VCs traditionally look for hyper-growth opportunities that are unlikely to be usurped by a competitor. The two firms saw that kind of opportunity in ByAllAccounts — but needed some convincing, according to Skip Besthoff, general partner, Castile Ventures.
Added after initial publication: “I’ll be honest. When I first heard the pitch, I was skeptical. Other industries have solved this data aggregation challenge. As I dug into it I realized it’s a hard problem to solve [in the financial advisory industry and it hasn’t really been solved from the wirehouses on down.] It really takes some special sauce and tech know-how and it really looks like they have market leadership. You can’t just get a bunch of engineers and throw them at the problem. You need to have been around the block and seen a number of types of transaction types. That gave me confidence as an investor.”
Many advisors see account aggregation software as a linchpin in managing a client’s entire wealth rather than just a portfolio — and getting paid for the wider responsibility. See: Nearly half of advisors now charge clients to manage held-away assets
Boxing out competitors
One way that the account aggregator is looking to box out competitors is by using an inside-outside strategy of winning all the advisors it can directly, but also signing on additional ones through partnerships with major technology players in the industry, such as Advent Software, Fortigent, Black Diamond Performance Reporting and Envestnet.
It is bringing aboard 40 to 50 new firms per quarter and about 20 of them come indirectly through these collaborations. ByAllAccounts serves about 600 firms. See: After more than a decade of trying, ByAllAccounts is gaining momentum with advisors — by taking a new tack
ByAllAccounts’ data services are currently integrated with more than three dozen wealth management companies including ones that specialize in producing portfolio management systems, CRM, reconciliation, personal trading surveillance, trust accounting and managed accounts.
“That’s how we get to breakaway brokers,” says James Carney, president of ByAllAccounts. “The majority of our clients are existing RIAs. Breakaway brokers go to outsource solutions.”
Added subsequent to publication: There’s a good reason why ByAllAccounts is winning partnerships with outsourcing companies, according to Besthoff.
“It comes down to data quality and they have a quality of data that the market expects and their market penetration speaks to that.”
Partnership deals rising
The revenues derived from the advisors brought on through these partnership deals now account for about 33% of total revenues, up significantly from prior years – though Carney didn’t disclose how much.
With all the success, ByAllAccounts accepted venture capital largely in the interest of pursuing a new line of business – institutional investors. Much of the new investment will go toward supporting its collaboration with SmartStream technologies, a company that reconciles data for big companies like BNY Mellon and State Street that serve institutional investors. In fact, more than 1,000 clients, including 75 of the world’s top 100 banks, eight of the top 10 asset managers, and eight of the top 10 custodians use SmartStream Transaction Lifecycle Management for greater efficiency in their trading operations.

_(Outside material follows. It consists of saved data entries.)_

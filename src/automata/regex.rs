use super::nfa::Nfa;
use super::Alpha;
use crate::error::CompileError;

/// Printable ASCII range used when expanding negated character classes.
const PRINTABLE_LO: u8 = 32;
const PRINTABLE_HI: u8 = 126;

/// Intermediate token of the regex compiler. Literal characters are kept
/// apart from operator characters so quoted text and escaped metacharacters
/// survive the later passes untouched.
#[derive(Debug, Clone, Copy, PartialEq, Eq)]
enum ReTok {
    Lit(char),
    Any,
    Op(char),
}

const CONCAT: char = '\u{1}';

fn escape_char(c: char) -> Option<char> {
    match c {
        'n' => Some('\n'),
        't' => Some('\t'),
        'r' => Some('\r'),
        '(' | ')' | '[' | ']' | '+' | '-' | '*' | '?' | '"' | '.' | '\'' | '|' | '\\' => Some(c),
        _ => None,
    }
}

/// Pass 1: expand the `\d` and `\s` shorthands into explicit classes.
/// Quoted sections are left alone.
fn expand_shorthand(regex: &str) -> String {
    let mut out = String::new();
    let mut chars = regex.chars().peekable();
    let mut in_quote = false;

    while let Some(c) = chars.next() {
        if c == '"' {
            in_quote = !in_quote;
            out.push(c);
        } else if c == '\\' && !in_quote {
            match chars.next() {
                Some('d') => out.push_str("[0-9]"),
                Some('s') => out.push_str("[ \\t\\r\\n]"),
                Some(other) => {
                    out.push('\\');
                    out.push(other);
                }
                None => out.push('\\'),
            }
        } else {
            out.push(c);
        }
    }
    out
}

/// Pass 2: tokenize, expanding bracket classes (with ranges and `[^…]`
/// negation over printable ASCII) into explicit alternation groups and
/// quoted strings into literal runs.
fn tokenize(regex: &str) -> Result<Vec<ReTok>, CompileError> {
    let mut out = Vec::new();
    let mut chars = regex.chars().peekable();

    while let Some(c) = chars.next() {
        match c {
            '\\' => {
                let next = chars.next().ok_or_else(|| {
                    CompileError::Table(format!("dangling escape in regex {:?}", regex))
                })?;
                let lit = escape_char(next).ok_or_else(|| {
                    CompileError::Table(format!("unknown escape \\{} in regex {:?}", next, regex))
                })?;
                out.push(ReTok::Lit(lit));
            }
            '"' => {
                loop {
                    match chars.next() {
                        Some('"') => break,
                        Some('\\') => {
                            let next = chars.next().ok_or_else(|| {
                                CompileError::Table(format!(
                                    "unterminated quote in regex {:?}",
                                    regex
                                ))
                            })?;
                            out.push(ReTok::Lit(escape_char(next).unwrap_or(next)));
                        }
                        Some(lit) => out.push(ReTok::Lit(lit)),
                        None => {
                            return Err(CompileError::Table(format!(
                                "unterminated quote in regex {:?}",
                                regex
                            )))
                        }
                    }
                }
            }
            '[' => {
                let mut members: Vec<char> = Vec::new();
                let negated = chars.peek() == Some(&'^');
                if negated {
                    chars.next();
                }
                loop {
                    match chars.next() {
                        Some(']') => break,
                        Some('\\') => {
                            let next = chars.next().ok_or_else(|| {
                                CompileError::Table(format!(
                                    "unterminated class in regex {:?}",
                                    regex
                                ))
                            })?;
                            members.push(escape_char(next).unwrap_or(next));
                        }
                        Some(lo) => {
                            // Range if a `-` follows with a closing member after it.
                            if chars.peek() == Some(&'-') {
                                chars.next();
                                match chars.peek() {
                                    Some(&']') | None => {
                                        members.push(lo);
                                        members.push('-');
                                    }
                                    Some(&hi) => {
                                        chars.next();
                                        for b in lo as u32..=hi as u32 {
                                            if let Some(c) = char::from_u32(b) {
                                                members.push(c);
                                            }
                                        }
                                    }
                                }
                            } else {
                                members.push(lo);
                            }
                        }
                        None => {
                            return Err(CompileError::Table(format!(
                                "unterminated class in regex {:?}",
                                regex
                            )))
                        }
                    }
                }

                let members: Vec<char> = if negated {
                    (PRINTABLE_LO..=PRINTABLE_HI)
                        .map(|b| b as char)
                        .filter(|c| !members.contains(c))
                        .collect()
                } else {
                    members
                };

                if members.is_empty() {
                    return Err(CompileError::Table(format!(
                        "empty character class in regex {:?}",
                        regex
                    )));
                }

                out.push(ReTok::Op('('));
                for (i, m) in members.iter().enumerate() {
                    if i > 0 {
                        out.push(ReTok::Op('|'));
                    }
                    out.push(ReTok::Lit(*m));
                }
                out.push(ReTok::Op(')'));
            }
            '.' => out.push(ReTok::Any),
            '|' | '*' | '+' | '?' | '(' | ')' => out.push(ReTok::Op(c)),
            _ => out.push(ReTok::Lit(c)),
        }
    }
    Ok(out)
}

/// Pass 3: make concatenation explicit between adjacent atoms/groups.
fn insert_concat(toks: &[ReTok]) -> Vec<ReTok> {
    let mut out = Vec::with_capacity(toks.len() * 2);

    for (i, tok) in toks.iter().enumerate() {
        if i > 0 {
            let prev = toks[i - 1];
            let prev_ends_atom = matches!(
                prev,
                ReTok::Lit(_) | ReTok::Any | ReTok::Op(')') | ReTok::Op('*') | ReTok::Op('+') | ReTok::Op('?')
            );
            let cur_starts_atom = matches!(tok, ReTok::Lit(_) | ReTok::Any | ReTok::Op('('));
            if prev_ends_atom && cur_starts_atom {
                out.push(ReTok::Op(CONCAT));
            }
        }
        out.push(*tok);
    }
    out
}

fn precedence(op: char) -> u8 {
    match op {
        '*' | '+' | '?' => 3,
        CONCAT => 2,
        '|' => 1,
        _ => 0,
    }
}

/// Pass 4: shunting-yard conversion to postfix. The closure operators are
/// already postfix in the source notation and go straight to the output.
fn to_postfix(toks: &[ReTok]) -> Result<Vec<ReTok>, CompileError> {
    let mut out = Vec::with_capacity(toks.len());
    let mut ops: Vec<char> = Vec::new();

    for tok in toks {
        match tok {
            ReTok::Lit(_) | ReTok::Any => out.push(*tok),
            ReTok::Op('*') | ReTok::Op('+') | ReTok::Op('?') => out.push(*tok),
            ReTok::Op('(') => ops.push('('),
            ReTok::Op(')') => loop {
                match ops.pop() {
                    Some('(') => break,
                    Some(op) => out.push(ReTok::Op(op)),
                    None => {
                        return Err(CompileError::Table(
                            "unbalanced parentheses in regex".to_string(),
                        ))
                    }
                }
            },
            ReTok::Op(op) => {
                while let Some(&top) = ops.last() {
                    if top != '(' && precedence(top) >= precedence(*op) {
                        out.push(ReTok::Op(ops.pop().unwrap()));
                    } else {
                        break;
                    }
                }
                ops.push(*op);
            }
        }
    }
    while let Some(op) = ops.pop() {
        if op == '(' {
            return Err(CompileError::Table(
                "unbalanced parentheses in regex".to_string(),
            ));
        }
        out.push(ReTok::Op(op));
    }
    Ok(out)
}

/// Thompson construction over the postfix form.
fn build_nfa(postfix: &[ReTok]) -> Result<Nfa, CompileError> {
    let mut stack: Vec<Nfa> = Vec::new();

    for tok in postfix {
        match tok {
            ReTok::Lit(c) => stack.push(Nfa::atom(Alpha::Char(*c))),
            ReTok::Any => stack.push(Nfa::atom(Alpha::Any)),
            ReTok::Op(op) => match *op {
                '*' | '+' | '?' => {
                    let a = stack.pop().ok_or_else(|| {
                        CompileError::Table("regex operator without operand".to_string())
                    })?;
                    stack.push(match op {
                        '*' => Nfa::kleene(a),
                        '+' => Nfa::plus(a),
                        _ => Nfa::question(a),
                    });
                }
                '|' | CONCAT => {
                    let b = stack.pop().ok_or_else(|| {
                        CompileError::Table("regex operator without operand".to_string())
                    })?;
                    let a = stack.pop().ok_or_else(|| {
                        CompileError::Table("regex operator without operand".to_string())
                    })?;
                    stack.push(if *op == '|' {
                        Nfa::alternate(a, b)
                    } else {
                        Nfa::concat(a, b)
                    });
                }
                _ => {
                    return Err(CompileError::Table(format!(
                        "unexpected operator {:?} in postfix regex",
                        op
                    )))
                }
            },
        }
    }

    match (stack.pop(), stack.is_empty()) {
        (Some(nfa), true) => Ok(nfa),
        _ => Err(CompileError::Table(
            "regex did not reduce to a single automaton".to_string(),
        )),
    }
}

/// Compile one lexer-rule regex into an NFA.
pub fn compile_regex(regex: &str) -> Result<Nfa, CompileError> {
    let expanded = expand_shorthand(regex);
    let toks = tokenize(&expanded)?;
    let toks = insert_concat(&toks);
    let postfix = to_postfix(&toks)?;
    build_nfa(&postfix)
}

Without this express need for cash for developing technology and support staff [ByAllAccounts currently has 37 employees], Carney would have been reluctant to involve more outside investors.
“Obviously raising money dilutes [your equity position]”, he says. “It was worth taking the dilution” because the expected uptick in growth offsets the diminished equity stake.
In selecting a venture capitalist, ByAllAccounts sought a second institution, Carney says.
Diversified VC firms
“We didn’t want to be dependent on one VC from a pure financial standpoint. We also wanted to bring more experience to our board [of directors].”
Founded in 1998, Castile has proven experience growing technology companies and then guiding them to mergers with larger firms. Its investments in Ahura Scientific, Brix Networks, ChosenSecurity, GeoTrust and Network Intelligence resulted in their acquisitions by Thermo Fisher, EXFO, PGP/Symantec, VeriSign and EMC respectively.